Дойл неутомимо всем восхищался, произносил речи, общался с газетчиками и охотно позировал фотографам. Однако в письме к Иннесу, отправленном из Виннипега, он честно признался, что не в восторге от Канады, и непрерывное путешествие “порядком его потрепало”: “Мой дорогой мальчик, мы тащимся по старому следу, и ничего интересного в этом нет. Второй раз я в Канаду ехать не захочу. Их клубы и газеты наводят скуку, все грубо, некультурно, и никакой истории (кроме как на Востоке), а природа недобрая”.

Впрочем, читая воспоминания Дойла, ни за что не догадаешься, что Канада его разочаровала. Он, например, восхищается Скалистыми горами и говорит, что они покорили его с первого взгляда: “Полоса низких гор вдали обрывала бесконечную равнину, которая тянется без сколько-нибудь заметного подъема полторы тысячи миль. Над горами тут и там возвышаются снежные вершины. Тени героев Майн Рида бродят по этим горам. Да, это они, мои Скалистые горы! Бывал ли я здесь прежде? Что за странный вопрос? Я прожил здесь десять лет, это земля моей мечты. Каких только подвигов я не совершил здесь, среди краснокожих и трапперов, скольких гризли я повстречал в этих диких лесах! И вот они сверкают под утренним солнцем. Что ж, я увидел горы своей мечты. Не многим мальчишкам это удалось”.

Джин вдохновляли куда менее романтичные вещи. В среду, 24 июня, она пишет в дневнике: “Мы приехали в Форт-Уильям в 1.30, нас встретили несколько человек, в том числе мэр города. С ним мы осмотрели окрестности на его автомобиле. Предместья Форт-Уильяма очень красивы. Артур купил земельный участок с маленьким деревянным домом на одной из главных улиц, это очень выгодное вложение. В вагон вернулись в 6.30, и тут пришли две местные дамы, пожелавшие видеть Артура. Потом мы пообедали и легли спать. Всю ночь вагон стоял на станции, а рано утром его прицепили к поезду”.

Джин ни словом не упоминает о событиях, которые разворачивались в Европе, а события, как известно, были судьбоносные. 28 июня наследник австро-венгерского трона эрцгерцог Франц-Фердинанд погиб в Сараеве — его застрелил девятнадцатилетний сербский террорист Гаврило Принцип. По Европе прокатилась волна ужаса и негодования. В Вене студенты устроили антисербскую демонстрацию, а министр иностранных дел Леопольд фон Берхтольд сказал, что “теперь мы сведем счеты с Сербией, пора разорить это осиное гнездо!”, невзирая на то, что такие заявления могли спровоцировать “осложнения”.

Вернувшись в Англию, Дойл понял, что мир неудержимо катится к войне. 5 июля, когда Дойлы еще плыли домой, кайзер Вильгельм II подтвердил военный союз с Австрией. 23 июля австрийское правительство предъявило Сербии ультиматум с заведомо невыполнимыми условиями.
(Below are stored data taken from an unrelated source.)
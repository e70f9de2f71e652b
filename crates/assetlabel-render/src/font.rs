// SPDX-License-Identifier: PMPL-1.0-or-later
// Copyright (c) 2026 Jonathan D.A. Jewell (hyperpolymath) <jonathan.jewell@open.ac.uk>
//
// Text faces for label rendering.
//
// A TrueType face is used when the configured font file is present and
// parses; otherwise text is drawn with the built-in 8x8 bitmap face. Both
// paths measure and draw through the same interface, so a missing font costs
// looks, never a label.

use std::path::{Path, PathBuf};

use ab_glyph::{FontVec, PxScale};
use assetlabel_core::FontSpec;
use font8x8::{BASIC_FONTS, LATIN_FONTS, UnicodeFonts};
use image::{Rgb, RgbImage};
use imageproc::drawing::{draw_filled_rect_mut, draw_text_mut, text_size};
use imageproc::rect::Rect as PixelRect;
use tracing::{debug, warn};

/// Edge length of a bitmap glyph cell.
const BITMAP_CELL: u32 = 8;

/// Nominal pixel size covered by one bitmap magnification step.
const BITMAP_STEP_PX: f32 = 16.0;

/// Each shrink step while fitting a title keeps this share of the size.
const SHRINK_FACTOR: f32 = 0.9;

enum Face {
    TrueType(FontVec),
    Bitmap,
}

/// A face together with the size it is normally drawn at.
pub struct LabelFont {
    face: Face,
    size_px: f32,
}

/// Text after fitting it into a width budget.
#[derive(Debug, Clone, PartialEq)]
pub struct FittedText {
    pub text: String,
    pub size_px: f32,
    pub width: u32,
    pub height: u32,
}

impl LabelFont {
    /// Load the face named by `spec`, falling back to the bitmap face when
    /// the file cannot be found or parsed.
    pub fn load(spec: &FontSpec, search_dirs: &[PathBuf]) -> Self {
        let Some(path) = spec.locate(search_dirs) else {
            warn!(
                font = %spec.file.display(),
                "font not found, using built-in bitmap face"
            );
            return Self::bitmap(spec.size_px);
        };
        match read_face(&path) {
            Ok(face) => {
                debug!(path = %path.display(), size_px = spec.size_px, "font loaded");
                Self::truetype(face, spec.size_px)
            }
            Err(reason) => {
                warn!(
                    path = %path.display(),
                    reason = %reason,
                    "font unusable, using built-in bitmap face"
                );
                Self::bitmap(spec.size_px)
            }
        }
    }

    pub fn truetype(face: FontVec, size_px: f32) -> Self {
        Self {
            face: Face::TrueType(face),
            size_px,
        }
    }

    pub fn bitmap(size_px: f32) -> Self {
        Self {
            face: Face::Bitmap,
            size_px,
        }
    }

    pub fn is_bitmap(&self) -> bool {
        matches!(self.face, Face::Bitmap)
    }

    pub fn size_px(&self) -> f32 {
        self.size_px
    }

    /// Width and height of `text` drawn at `size_px`.
    pub fn measure(&self, text: &str, size_px: f32) -> (u32, u32) {
        match &self.face {
            Face::TrueType(face) => text_size(PxScale::from(size_px), face, text),
            Face::Bitmap => {
                let cell = BITMAP_CELL * magnification(size_px);
                (text.chars().count() as u32 * cell, cell)
            }
        }
    }

    /// Draw `text` with its top-left corner at `origin`. Pixels falling off
    /// the canvas are clipped.
    pub fn draw(&self, canvas: &mut RgbImage, origin: (i32, i32), text: &str, size_px: f32, color: Rgb<u8>) {
        match &self.face {
            Face::TrueType(face) => {
                draw_text_mut(canvas, color, origin.0, origin.1, PxScale::from(size_px), face, text);
            }
            Face::Bitmap => draw_bitmap_text(canvas, origin, text, magnification(size_px), color),
        }
    }

    /// Fit `text` into `max_width`: shrink from the nominal size towards
    /// `min_size_px`, then drop trailing characters if it is still too wide.
    pub fn fit(&self, text: &str, max_width: u32, min_size_px: f32) -> FittedText {
        let mut size_px = self.size_px;
        let (mut width, mut height) = self.measure(text, size_px);
        while width > max_width {
            let next = size_px * SHRINK_FACTOR;
            if next < min_size_px {
                break;
            }
            size_px = next;
            (width, height) = self.measure(text, size_px);
        }

        let mut chars: Vec<char> = text.chars().collect();
        while width > max_width && !chars.is_empty() {
            chars.pop();
            let candidate: String = chars.iter().collect();
            (width, height) = self.measure(&candidate, size_px);
        }

        FittedText {
            text: chars.into_iter().collect(),
            size_px,
            width,
            height,
        }
    }
}

fn read_face(path: &Path) -> Result<FontVec, String> {
    let bytes = std::fs::read(path).map_err(|e| e.to_string())?;
    FontVec::try_from_vec(bytes).map_err(|e| e.to_string())
}

/// Whole-pixel scale of the bitmap face for a nominal size.
fn magnification(size_px: f32) -> u32 {
    ((size_px / BITMAP_STEP_PX) as u32).max(1)
}

fn bitmap_glyph(c: char) -> [u8; 8] {
    BASIC_FONTS
        .get(c)
        .or_else(|| LATIN_FONTS.get(c))
        .or_else(|| BASIC_FONTS.get('?'))
        .unwrap_or([0; 8])
}

fn draw_bitmap_text(canvas: &mut RgbImage, origin: (i32, i32), text: &str, scale: u32, color: Rgb<u8>) {
    let advance = (BITMAP_CELL * scale) as i32;
    for (index, c) in text.chars().enumerate() {
        let glyph_x = origin.0 + index as i32 * advance;
        for (row, bits) in bitmap_glyph(c).iter().enumerate() {
            for col in 0..BITMAP_CELL {
                // Bit 0 is the leftmost pixel of the row.
                if bits & (1u8 << col) == 0 {
                    continue;
                }
                let x = glyph_x + (col * scale) as i32;
                let y = origin.1 + (row as u32 * scale) as i32;
                draw_filled_rect_mut(canvas, PixelRect::at(x, y).of_size(scale, scale), color);
            }
        }
    }
}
На ответ было дано 48 часов. Затем события развивались стремительно. Сербия отвергла ультиматум Австро-Венгрии и объявила мобилизацию. Российский император предупредил Германию, что Россия не останется в стороне, если Сербия будет оккупирована. 28 июля Австрия объявила Сербии войну. Попытки Британии выступить в роли посредника кайзер отверг как “дерзкие”.

1 августа Германия объявила войну России, 3 августа — Франции, а 4 августа Британская империя объявила войну Германии. Едва распространилась эта новость, как оживленные толпы стали стекаться на Даунинг-стрит и к Букингемскому дворцу, где записывали добровольцев на фронт: надо торопиться, а то ведь война к Рождеству закончится, говорили друг другу молодые люди.

Еще в Канаде Дойл признавал, что у него было “предчувствие надвигающихся бед”, но он и подумать не мог, что война уже на пороге. По иронии судьбы, 29 июня, на другой день после убийства эрцгерцога, палата общин должна была обсуждать проект Конан Дойла о туннеле под Ла-Маншем.